Educação desde a base

Mais do que trabalhar com a ocorrência de violência, a assistência social do município, em conjunto com a delegacia da mulher colocam em prática estratégias de conscientização. “É necessária uma educação desde a base, com fortalecimento do trabalho psicossocial com a mulher e com o homem. Esses são os caminhos”, ressalta a delegada Deise. 

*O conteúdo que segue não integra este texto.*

//! HTTP REST API 클라이언트.
//!
//! `DebateApi` 포트 구현. 상태 코드별 에러 매핑 + 재시도 로직.

use async_trait::async_trait;
use std::time::Duration;
use toron_core::error::CoreError;
use toron_core::models::debate::Debate;
use toron_core::models::message::Message;
use toron_core::models::suggestion::SuggestionResponse;
use toron_core::ports::api_client::DebateApi;
use tracing::{debug, warn};

/// 기본 재시도 횟수
const DEFAULT_MAX_RETRIES: u32 = 3;

/// 재시도 가능한 에러인지 판별
fn is_retryable(error: &CoreError) -> bool {
    matches!(
        error,
        CoreError::Network(_) | CoreError::ServiceUnavailable(_) | CoreError::RateLimit { .. }
    )
}

/// REST API 클라이언트 — `DebateApi` 포트 구현
pub struct HttpDebateApi {
    client: reqwest::Client,
    base_url: String,
    max_retries: u32,
}

impl HttpDebateApi {
    /// 새 HTTP API 클라이언트 생성
    pub fn new(base_url: &str, timeout: Duration) -> Result<Self, CoreError> {
        let client = reqwest::Client::builder()
            .timeout(timeout)
            .build()
            .map_err(|e| CoreError::Network(format!("HTTP 클라이언트 빌드 실패: {}", e)))?;

        Ok(Self {
            client,
            base_url: base_url.trim_end_matches('/').to_string(),
            max_retries: DEFAULT_MAX_RETRIES,
        })
    }

    /// 재시도 횟수 설정
    pub fn with_max_retries(mut self, max_retries: u32) -> Self {
        self.max_retries = max_retries;
        self
    }

    fn url(&self, path: &str) -> String {
        format!("{}{}", self.base_url, path)
    }

    /// 응답 상태 코드 확인 및 에러 매핑
    async fn check_response(
        &self,
        resp: reqwest::Response,
    ) -> Result<reqwest::Response, CoreError> {
        let status = resp.status();

        if status.is_success() {
            return Ok(resp);
        }

        let status_code = status.as_u16();
        // Retry-After 헤더는 본문 소비 전에 읽는다 (기본 60초)
        let retry_after = resp
            .headers()
            .get("retry-after")
            .and_then(|v| v.to_str().ok())
            .and_then(|v| v.parse::<u64>().ok())
            .unwrap_or(60);
        let text = resp.text().await.unwrap_or_else(|e| {
            tracing::warn!("응답 본문 읽기 실패: {e}");
            String::new()
        });

        match status_code {
            404 => Err(CoreError::NotFound {
                resource_type: "API".to_string(),
                id: text,
            }),
            429 => Err(CoreError::RateLimit {
                retry_after_secs: retry_after,
            }),
            503 => Err(CoreError::ServiceUnavailable(text)),
            _ => Err(CoreError::Internal(format!("API 에러 ({status}): {text}"))),
        }
    }

    /// 재시도가 포함된 요청 실행
    ///
    /// exponential backoff: 1s → 2s → 4s
    async fn execute_with_retry<F, Fut, T>(&self, operation: F) -> Result<T, CoreError>
    where
        F: Fn() -> Fut,
        Fut: std::future::Future<Output = Result<T, CoreError>>,
    {
        let mut last_error = CoreError::Internal("요청 실패".to_string());
        let mut delay = Duration::from_secs(1);

        for attempt in 0..=self.max_retries {
            match operation().await {
                Ok(result) => return Ok(result),
                Err(e) => {
                    if !is_retryable(&e) || attempt == self.max_retries {
                        return Err(e);
                    }

                    warn!(
                        "요청 실패 (시도 {}/{}): {e}, {delay:?} 후 재시도",
                        attempt + 1,
                        self.max_retries + 1
                    );

                    // RateLimit의 경우 서버 지정 대기 시간 사용
                    if let CoreError::RateLimit { retry_after_secs } = &e {
                        delay = Duration::from_secs(*retry_after_secs);
                    }

                    last_error = e;
                    tokio::time::sleep(delay).await;
                    delay = (delay * 2).min(Duration::from_secs(30));
                }
            }
        }

        Err(last_error)
    }
}

#[async_trait]
impl DebateApi for HttpDebateApi {
    async fn fetch_debates(&self) -> Result<Vec<Debate>, CoreError> {
        debug!("토론 목록 조회");

        self.execute_with_retry(|| async {
            let resp = self
                .client
                .get(self.url("/api/debates"))
                .send()
                .await
                .map_err(|e| CoreError::Network(format!("토론 목록 요청 실패: {e}")))?;

            let resp = self.check_response(resp).await?;
            let debates: Vec<Debate> = resp
                .json()
                .await
                .map_err(|e| CoreError::Internal(format!("토론 목록 파싱 실패: {e}")))?;

            debug!("토론 목록 수신: {}건", debates.len());
            Ok(debates)
        })
        .await
    }

    async fn fetch_messages(&self, debate_id: i64) -> Result<Vec<Message>, CoreError> {
        debug!("메시지 이력 조회: debate_id={debate_id}");

        self.execute_with_retry(|| async {
            let path = format!("/api/debates/{debate_id}/messages");
            let resp = self
                .client
                .get(self.url(&path))
                .send()
                .await
                .map_err(|e| CoreError::Network(format!("메시지 이력 요청 실패: {e}")))?;

            let resp = self.check_response(resp).await?;
            let messages: Vec<Message> = resp
                .json()
                .await
                .map_err(|e| CoreError::Internal(format!("메시지 이력 파싱 실패: {e}")))?;

            debug!("메시지 이력 수신: {}건", messages.len());
            Ok(messages)
        })
        .await
    }

    async fn post_message(
        &self,
        debate_id: i64,
        content: &str,
        author: &str,
    ) -> Result<Message, CoreError> {
        debug!("메시지 게시: debate_id={debate_id}, author={author}");

        self.execute_with_retry(|| async {
            let path = format!("/api/debates/{debate_id}/messages");
            let body = serde_json::json!({ "content": content, "author": author });
            let resp = self
                .client
                .post(self.url(&path))
                .json(&body)
                .send()
                .await
                .map_err(|e| CoreError::Network(format!("메시지 게시 요청 실패: {e}")))?;

            let resp = self.check_response(resp).await?;
            let message: Message = resp
                .json()
                .await
                .map_err(|e| CoreError::Internal(format!("게시 응답 파싱 실패: {e}")))?;

            debug!("메시지 게시 성공: id={}", message.id);
            Ok(message)
        })
        .await
    }

    async fn fetch_suggestions(
        &self,
        debate_id: i64,
        message_id: i64,
    ) -> Result<SuggestionResponse, CoreError> {
        debug!("제안 조회: debate_id={debate_id}, message_id={message_id}");

        self.execute_with_retry(|| async {
            let path = format!("/api/debates/{debate_id}/messages/{message_id}/suggestions");
            let resp = self
                .client
                .get(self.url(&path))
                .send()
                .await
                .map_err(|e| CoreError::Network(format!("제안 요청 실패: {e}")))?;

            let resp = self.check_response(resp).await?;
            let suggestions: SuggestionResponse = resp
                .json()
                .await
                .map_err(|e| CoreError::Internal(format!("제안 응답 파싱 실패: {e}")))?;

            Ok(suggestions)
        })
        .await
    }
}

#[cfg(test)]
mod tests {
    use super::*;

    #[test]
    fn http_client_creation() {
        let client = HttpDebateApi::new("http://localhost:8000/", Duration::from_secs(30)).unwrap();
        assert_eq!(client.base_url, "http://localhost:8000");
        assert_eq!(client.max_retries, DEFAULT_MAX_RETRIES);
    }

    #[test]
    fn with_max_retries() {
        let client = HttpDebateApi::new("http://localhost:8000", Duration::from_secs(30))
            .unwrap()
            .with_max_retries(5);
        assert_eq!(client.max_retries, 5);
    }

    #[test]
    fn is_retryable_errors() {
        assert!(is_retryable(&CoreError::Network("test".to_string())));
        assert!(is_retryable(&CoreError::ServiceUnavailable(
            "test".to_string()
        )));
        assert!(is_retryable(&CoreError::RateLimit {
            retry_after_secs: 60
        }));
        assert!(!is_retryable(&CoreError::Internal("test".to_string())));
        assert!(!is_retryable(&CoreError::NotFound {
            resource_type: "API".to_string(),
            id: "x".to_string()
        }));
    }

    fn make_client(server: &mockito::ServerGuard) -> HttpDebateApi {
        HttpDebateApi::new(&server.url(), Duration::from_secs(5)).unwrap()
    }

    #[tokio::test]
    async fn fetch_debates_success() {
        let mut server = mockito::Server::new_async().await;
        let client = make_client(&server);

        let mock = server
            .mock("GET", "/api/debates")
            .with_status(200)
            .with_header("content-type", "application/json")
            .with_body(r#"[{"id":1,"title":"기본소득 도입"},{"id":2,"title":"원전 확대"}]"#)
            .create_async()
            .await;

        let debates = client.fetch_debates().await.unwrap();
        assert_eq!(debates.len(), 2);
        assert_eq!(debates[0].title, "기본소득 도입");
        mock.assert_async().await;
    }

    #[tokio::test]
    async fn fetch_messages_success() {
        let mut server = mockito::Server::new_async().await;
        let client = make_client(&server);

        let mock = server
            .mock("GET", "/api/debates/7/messages")
            .with_status(200)
            .with_header("content-type", "application/json")
            .with_body(
                r#"[{"id":1,"debate_id":7,"author":"alice","content":"첫 주장"},
                    {"id":2,"debate_id":7,"author":"bob","content":"반론"}]"#,
            )
            .create_async()
            .await;

        let messages = client.fetch_messages(7).await.unwrap();
        assert_eq!(messages.len(), 2);
        assert_eq!(messages[0].id, 1);
        assert_eq!(messages[1].author, "bob");
        mock.assert_async().await;
    }

    #[tokio::test]
    async fn post_message_returns_server_assigned_id() {
        let mut server = mockito::Server::new_async().await;
        let client = make_client(&server);

        let mock = server
            .mock("POST", "/api/debates/7/messages")
            .with_status(200)
            .with_header("content-type", "application/json")
            .with_body(r#"{"id":42,"debate_id":7,"author":"alice","content":"새 주장"}"#)
            .create_async()
            .await;

        let message = client.post_message(7, "새 주장", "alice").await.unwrap();
        assert_eq!(message.id, 42);
        assert_eq!(message.content, "새 주장");
        mock.assert_async().await;
    }

    #[tokio::test]
    async fn fetch_suggestions_success() {
        let mut server = mockito::Server::new_async().await;
        let client = make_client(&server);

        let mock = server
            .mock("GET", "/api/debates/7/messages/3/suggestions")
            .with_status(200)
            .with_header("content-type", "application/json")
            .with_body(r#"{"suggestions":["근거를 제시하세요","통계를 인용하세요"]}"#)
            .create_async()
            .await;

        let resp = client.fetch_suggestions(7, 3).await.unwrap();
        assert_eq!(resp.suggestions.len(), 2);
        mock.assert_async().await;
    }

    #[tokio::test]
    async fn fetch_messages_404() {
        let mut server = mockito::Server::new_async().await;
        let client = make_client(&server);

        let mock = server
            .mock("GET", "/api/debates/99/messages")
            .with_status(404)
            .with_body("debate not found")
            .create_async()
            .await;

        let result = client.fetch_messages(99).await;
        assert!(matches!(result, Err(CoreError::NotFound { .. })));
        mock.assert_async().await;
    }

    #[tokio::test]
    async fn rate_limit_429() {
        let mut server = mockito::Server::new_async().await;
        let client = make_client(&server).with_max_retries(0); // 재시도 없이 즉시 실패

        let mock = server
            .mock("GET", "/api/debates")
            .with_status(429)
            .with_body("Too Many Requests")
            .create_async()
            .await;

        let result = client.fetch_debates().await;
        assert!(matches!(result, Err(CoreError::RateLimit { .. })));
        mock.assert_async().await;
    }

    #[tokio::test]
    async fn service_unavailable_503() {
        let mut server = mockito::Server::new_async().await;
        let client = make_client(&server).with_max_retries(0);

        let mock = server
            .mock("POST", "/api/debates/7/messages")
            .with_status(503)
            .with_body("Service Unavailable")
            .create_async()
            .await;

        let result = client.post_message(7, "내용", "alice").await;
        assert!(matches!(result, Err(CoreError::ServiceUnavailable(_))));
        mock.assert_async().await;
    }
}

Antes da pandemia, o Grupo Reflexivo Despertar, da DEAM, realizava reuniões com agressores para provocar a reflexão acerca de seus comportamentos. “São acusados de violência doméstica e familiar, de crimes leves, sem antecedentes, normalmente são pessoas que estão na sua primeira ocorrência”, explica a delegada. As reuniões são realizadas juntamente com a OAB e uma profissional de Psicologia, mas precisaram ser interrompidos com a pandemia. “Buscamos dar informações, escutar e os acolher, não apenas trabalhar em cima da Lei Maria da Penha, mas refletir por que eles agiram daquela forma. O objetivo é refletir possibilidades de resolver conflitos familiares de outra forma, que não com a violência”, comenta. O intuito é que as reuniões sejam retomadas assim que os números da pandemia se estabilizarem, afirma a delegada. 

No Revivi, a ideia é promover diferentes campanhas de conscientização com os homens. “Eles têm que aprender com medo se não aprendem com a conscientização. Mas claro, nosso foco sempre é a conscientização, é acabar com esse machismo para que as mulheres não sofram”, reafirma a coordenadora Patrícia Da Rold.

A delegada Deise finaliza dizendo que o trabalho com as vítimas deve ser de encorajamento e regado de empatia. “Devemos nos colocar no lugar do outro e respeitar, ainda que não concordemos. Eu não concordo com muitas atitudes das vítimas que vêm até aqui, mas eu tenho um lugar no mundo e elas tem outro. Então nosso papel é encorajar essas mulheres, mostrar que elas têm a possibilidade de serem independentes, que merecem respeito, autoestima. Que elas podem e conseguem”, finaliza.